--- What to work on ---
Your answer should consist solely of the lines from the first line of the data through the line with "max_connections: u32) ->", each reproduced exactly.

--- Available data ---
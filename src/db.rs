use anyhow::Result;
use sea_orm::{DatabaseConnection, SqlxPostgresConnector};
use sqlx::postgres::PgPoolOptions;

pub type DbPool = sqlx::PgPool;
pub type OrmConn = DatabaseConnection;

/// Create the shared Postgres pool.
pub async fn create_pool(database_url: &str, max_connections: u32) -> Result<DbPool> {
    let pool = PgPoolOptions::new()
        .max_connections(max_connections)
        .connect(database_url)
        .await?;
    Ok(pool)
}

/// Wrap an existing pool in a SeaORM connection so both layers share connections.
pub fn create_orm_conn(pool: DbPool) -> OrmConn {
    SqlxPostgresConnector::from_sqlx_postgres_pool(pool)
}

/// Apply the SQL files in `migrations/` that have not run yet.
pub async fn run_migrations(pool: &DbPool) -> Result<()> {
    sqlx::migrate!("./migrations").run(pool).await?;
    Ok(())
}
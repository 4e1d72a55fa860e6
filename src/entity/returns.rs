use sea_orm::entity::prelude::*;

#[derive(Clone, Debug, PartialEq, DeriveEntityModel)]
#[sea_orm(table_name = "returns")]
pub struct Model {
    #[sea_orm(primary_key, auto_increment = false)]
    pub id: Uuid,
    pub user_id: Uuid,
    pub order_id: Uuid,
    pub product_id: Uuid,
    pub reason: String,
    pub status: String,
    pub created_at: DateTimeWithTimeZone,
}

#[derive(Copy, Clone, Debug, EnumIter, DeriveRelation)]
pub enum Relation {}

impl ActiveModelBehavior for ActiveModel {}
use axum::{
    Json, Router,
    extract::{Path, State, rejection::JsonRejection},
    routing::{delete, get, put},
};
use uuid::Uuid;

use crate::{
    dto::cart::{AddToCartRequest, CartList, QuantityUpdate},
    error::AppResult,
    middleware::auth::AuthUser,
    models::CartItem,
    response::ApiResponse,
    services::cart_service,
    state::AppState,
};

pub fn router() -> Router<AppState> {
    Router::new()
        .route("/cart", get(cart_list).post(add_to_cart))
        .route("/carts/remove/cart/items", delete(clear_cart))
        .route("/carts/remove/{item_id}", delete(remove_from_cart))
        .route("/carts/increase/{item_id}", put(increase_quantity))
        .route("/carts/decrease/{item_id}", put(decrease_quantity))
}

#[utoipa::path(
    get,
    path = "/cart",
    responses(
        (status = 200, description = "List cart items for current user", body = ApiResponse<CartList>),
        (status = 404, description = "User has no cart yet")
    ),
    security(("bearer_auth" = [])),
    tag = "Cart"
)]
pub async fn cart_list(
    State(state): State<AppState>,
    user: AuthUser,
) -> AppResult<Json<ApiResponse<CartList>>> {
    let resp = cart_service::list_cart(&state, &user).await?;
    Ok(Json(resp))
}

#[utoipa::path(
    post,
    path = "/cart",
    request_body = AddToCartRequest,
    responses(
        (status = 200, description = "Add item; an existing line for the product grows", body = ApiResponse<CartItem>),
        (status = 400, description = "Bad request"),
    ),
    security(("bearer_auth" = [])),
    tag = "Cart"
)]
pub async fn add_to_cart(
    State(state): State<AppState>,
    user: AuthUser,
    payload: Result<Json<AddToCartRequest>, JsonRejection>,
) -> AppResult<Json<ApiResponse<CartItem>>> {
    let Json(payload) = payload?;
    let resp = cart_service::add_to_cart(&state, &user, payload).await?;
    Ok(Json(resp))
}

#[utoipa::path(
    delete,
    path = "/carts/remove/{item_id}",
    params(
        ("item_id" = Uuid, Path, description = "Cart item ID")
    ),
    responses(
        (status = 200, description = "OK", body = ApiResponse<serde_json::Value>),
        (status = 404, description = "Cart item not found"),
    ),
    security(("bearer_auth" = [])),
    tag = "Cart"
)]
pub async fn remove_from_cart(
    State(state): State<AppState>,
    user: AuthUser,
    Path(item_id): Path<Uuid>,
) -> AppResult<Json<ApiResponse<serde_json::Value>>> {
    let resp = cart_service::remove_from_cart(&state, &user, item_id).await?;
    Ok(Json(resp))
}

#[utoipa::path(
    put,
    path = "/carts/increase/{item_id}",
    params(
        ("item_id" = Uuid, Path, description = "Cart item ID")
    ),
    responses(
        (status = 200, description = "Quantity increased by one", body = ApiResponse<QuantityUpdate>),
        (status = 404, description = "Cart item not found"),
    ),
    security(("bearer_auth" = [])),
    tag = "Cart"
)]
pub async fn increase_quantity(
    State(state): State<AppState>,
    user: AuthUser,
    Path(item_id): Path<Uuid>,
) -> AppResult<Json<ApiResponse<QuantityUpdate>>> {
    let resp = cart_service::increase_quantity(&state, &user, item_id).await?;
    Ok(Json(resp))
}

#[utoipa::path(
    put,
    path = "/carts/decrease/{item_id}",
    params(
        ("item_id" = Uuid, Path, description = "Cart item ID")
    ),
    responses(
        (status = 200, description = "Quantity decreased by one; the line is removed at zero", body = ApiResponse<QuantityUpdate>),
        (status = 404, description = "Cart item not found"),
    ),
    security(("bearer_auth" = [])),
    tag = "Cart"
)]
pub async fn decrease_quantity(
    State(state): State<AppState>,
    user: AuthUser,
    Path(item_id): Path<Uuid>,
) -> AppResult<Json<ApiResponse<QuantityUpdate>>> {
    let resp = cart_service::decrease_quantity(&state, &user, item_id).await?;
    Ok(Json(resp))
}

#[utoipa::path(
    delete,
    path = "/carts/remove/cart/items",
    responses(
        (status = 200, description = "All items removed", body = ApiResponse<serde_json::Value>),
        (status = 404, description = "User has no cart"),
    ),
    security(("bearer_auth" = [])),
    tag = "Cart"
)]
pub async fn clear_cart(
    State(state): State<AppState>,
    user: AuthUser,
) -> AppResult<Json<ApiResponse<serde_json::Value>>> {
    let resp = cart_service::clear_cart(&state, &user).await?;
    Ok(Json(resp))
}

--- Task result ---
filename src/db.rs
use anyhow::Result;
use sea_orm::{DatabaseConnection, SqlxPostgresConnector};
use sqlx::postgres::PgPoolOptions;

pub type DbPool = sqlx::PgPool;
pub type OrmConn = DatabaseConnection;

/// Create the shared Postgres pool.
pub async fn create_pool(database_url: &str, max_connections: u32) -> Result<DbPool> {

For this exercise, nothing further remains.